(Saved data entries)
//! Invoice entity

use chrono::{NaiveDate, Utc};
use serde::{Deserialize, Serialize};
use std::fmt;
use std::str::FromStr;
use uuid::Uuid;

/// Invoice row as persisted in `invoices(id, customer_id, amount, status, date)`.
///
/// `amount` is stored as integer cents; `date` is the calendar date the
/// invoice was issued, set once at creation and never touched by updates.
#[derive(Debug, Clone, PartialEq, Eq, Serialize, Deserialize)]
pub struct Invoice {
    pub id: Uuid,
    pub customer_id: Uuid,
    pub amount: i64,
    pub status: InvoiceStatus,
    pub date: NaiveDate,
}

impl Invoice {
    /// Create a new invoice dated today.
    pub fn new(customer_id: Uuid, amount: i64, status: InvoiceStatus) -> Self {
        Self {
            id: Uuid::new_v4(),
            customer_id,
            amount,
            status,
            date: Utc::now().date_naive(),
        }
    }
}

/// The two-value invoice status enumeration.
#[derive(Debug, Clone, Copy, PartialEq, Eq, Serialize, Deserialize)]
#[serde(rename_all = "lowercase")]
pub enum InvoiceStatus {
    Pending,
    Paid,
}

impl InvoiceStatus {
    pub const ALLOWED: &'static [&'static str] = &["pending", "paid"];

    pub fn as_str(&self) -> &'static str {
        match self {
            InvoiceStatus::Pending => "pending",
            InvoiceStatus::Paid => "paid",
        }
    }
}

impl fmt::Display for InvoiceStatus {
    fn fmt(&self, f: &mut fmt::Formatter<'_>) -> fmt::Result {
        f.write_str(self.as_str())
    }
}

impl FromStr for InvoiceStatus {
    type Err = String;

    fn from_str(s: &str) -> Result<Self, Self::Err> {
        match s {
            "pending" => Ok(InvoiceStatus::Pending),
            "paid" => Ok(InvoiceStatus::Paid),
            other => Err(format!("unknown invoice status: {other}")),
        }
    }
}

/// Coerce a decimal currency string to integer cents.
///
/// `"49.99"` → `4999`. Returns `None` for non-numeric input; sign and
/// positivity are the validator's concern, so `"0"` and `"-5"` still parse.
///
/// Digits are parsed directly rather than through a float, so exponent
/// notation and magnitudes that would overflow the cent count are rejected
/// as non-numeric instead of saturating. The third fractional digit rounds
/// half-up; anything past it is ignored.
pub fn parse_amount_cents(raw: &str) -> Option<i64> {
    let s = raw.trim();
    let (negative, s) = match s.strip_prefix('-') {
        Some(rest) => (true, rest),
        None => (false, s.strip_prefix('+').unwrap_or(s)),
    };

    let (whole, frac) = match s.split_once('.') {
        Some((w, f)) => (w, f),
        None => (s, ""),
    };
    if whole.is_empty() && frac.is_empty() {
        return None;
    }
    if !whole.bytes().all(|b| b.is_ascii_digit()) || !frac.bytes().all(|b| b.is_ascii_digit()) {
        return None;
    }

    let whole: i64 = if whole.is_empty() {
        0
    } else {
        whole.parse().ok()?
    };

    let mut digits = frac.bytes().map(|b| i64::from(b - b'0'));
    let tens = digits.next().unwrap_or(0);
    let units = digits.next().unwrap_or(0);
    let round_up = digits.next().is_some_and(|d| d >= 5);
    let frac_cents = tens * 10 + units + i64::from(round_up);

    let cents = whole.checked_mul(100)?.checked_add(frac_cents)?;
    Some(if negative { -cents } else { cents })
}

* _Exercise prompt_: Reproduce the records above with every character intact.

* _Problem solution_:
//! Invoice entity

use chrono::{NaiveDate, Utc};
use serde::{Deserialize, Serialize};
use std::fmt;
use std::str::FromStr;
use uuid::Uuid;

/// Invoice row as persisted in `invoices(id, customer_id, amount, status, date)`.
///
/// `amount` is stored as integer cents; `date` is the calendar date the
/// invoice was issued, set once at creation and never touched by updates.
#[derive(Debug, Clone, PartialEq, Eq, Serialize, Deserialize)]
pub struct Invoice {
    pub id: Uuid,
    pub customer_id: Uuid,
    pub amount: i64,
    pub status: InvoiceStatus,
    pub date: NaiveDate,
}

impl Invoice {
    /// Create a new invoice dated today.
    pub fn new(customer_id: Uuid, amount: i64, status: InvoiceStatus) -> Self {
        Self {
            id: Uuid::new_v4(),
            customer_id,
            amount,
            status,
            date: Utc::now().date_naive(),
        }
    }
}

/// The two-value invoice status enumeration.
#[derive(Debug, Clone, Copy, PartialEq, Eq, Serialize, Deserialize)]
#[serde(rename_all = "lowercase")]
pub enum InvoiceStatus {
    Pending,
    Paid,
}

impl InvoiceStatus {
    pub const ALLOWED: &'static [&'static str] = &["pending", "paid"];

    pub fn as_str(&self) -> &'static str {
        match self {
            InvoiceStatus::Pending => "pending",
            InvoiceStatus::Paid => "paid",
        }
    }
}

impl fmt::Display for InvoiceStatus {
    fn fmt(&self, f: &mut fmt::Formatter<'_>) -> fmt::Result {
        f.write_str(self.as_str())
    }
}

impl FromStr for InvoiceStatus {
    type Err = String;

    fn from_str(s: &str) -> Result<Self, Self::Err> {
        match s {
            "pending" => Ok(InvoiceStatus::Pending),
            "paid" => Ok(InvoiceStatus::Paid),
            other => Err(format!("unknown invoice status: {other}")),
        }
    }
}

/// Coerce a decimal currency string to integer cents.
///
/// `"49.99"` → `4999`. Returns `None` for non-numeric input; sign and
/// positivity are the validator's concern, so `"0"` and `"-5"` still parse.
///
/// Digits are parsed directly rather than through a float, so exponent
/// notation and magnitudes that would overflow the cent count are rejected
/// as non-numeric instead of saturating. The third fractional digit rounds
/// half-up; anything past it is ignored.
pub fn parse_amount_cents(raw: &str) -> Option<i64> {
    let s = raw.trim();
    let (negative, s) = match s.strip_prefix('-') {
        Some(rest) => (true, rest),
        None => (false, s.strip_prefix('+').unwrap_or(s)),
    };

    let (whole, frac) = match s.split_once('.') {
        Some((w, f)) => (w, f),
        None => (s, ""),
    };
    if whole.is_empty() && frac.is_empty() {
        return None;
    }
    if !whole.bytes().all(|b| b.is_ascii_digit()) || !frac.bytes().all(|b| b.is_ascii_digit()) {
        return None;
    }

    let whole: i64 = if whole.is_empty() {
        0
    } else {
        whole.parse().ok()?
    };

    let mut digits = frac.bytes().map(|b| i64::from(b - b'0'));
    let tens = digits.next().unwrap_or(0);
    let units = digits.next().unwrap_or(0);
    let round_up = digits.next().is_some_and(|d| d >= 5);
    let frac_cents = tens * 10 + units + i64::from(round_up);

    let cents = whole.checked_mul(100)?.checked_add(frac_cents)?;
    Some(if negative { -cents } else { cents })
}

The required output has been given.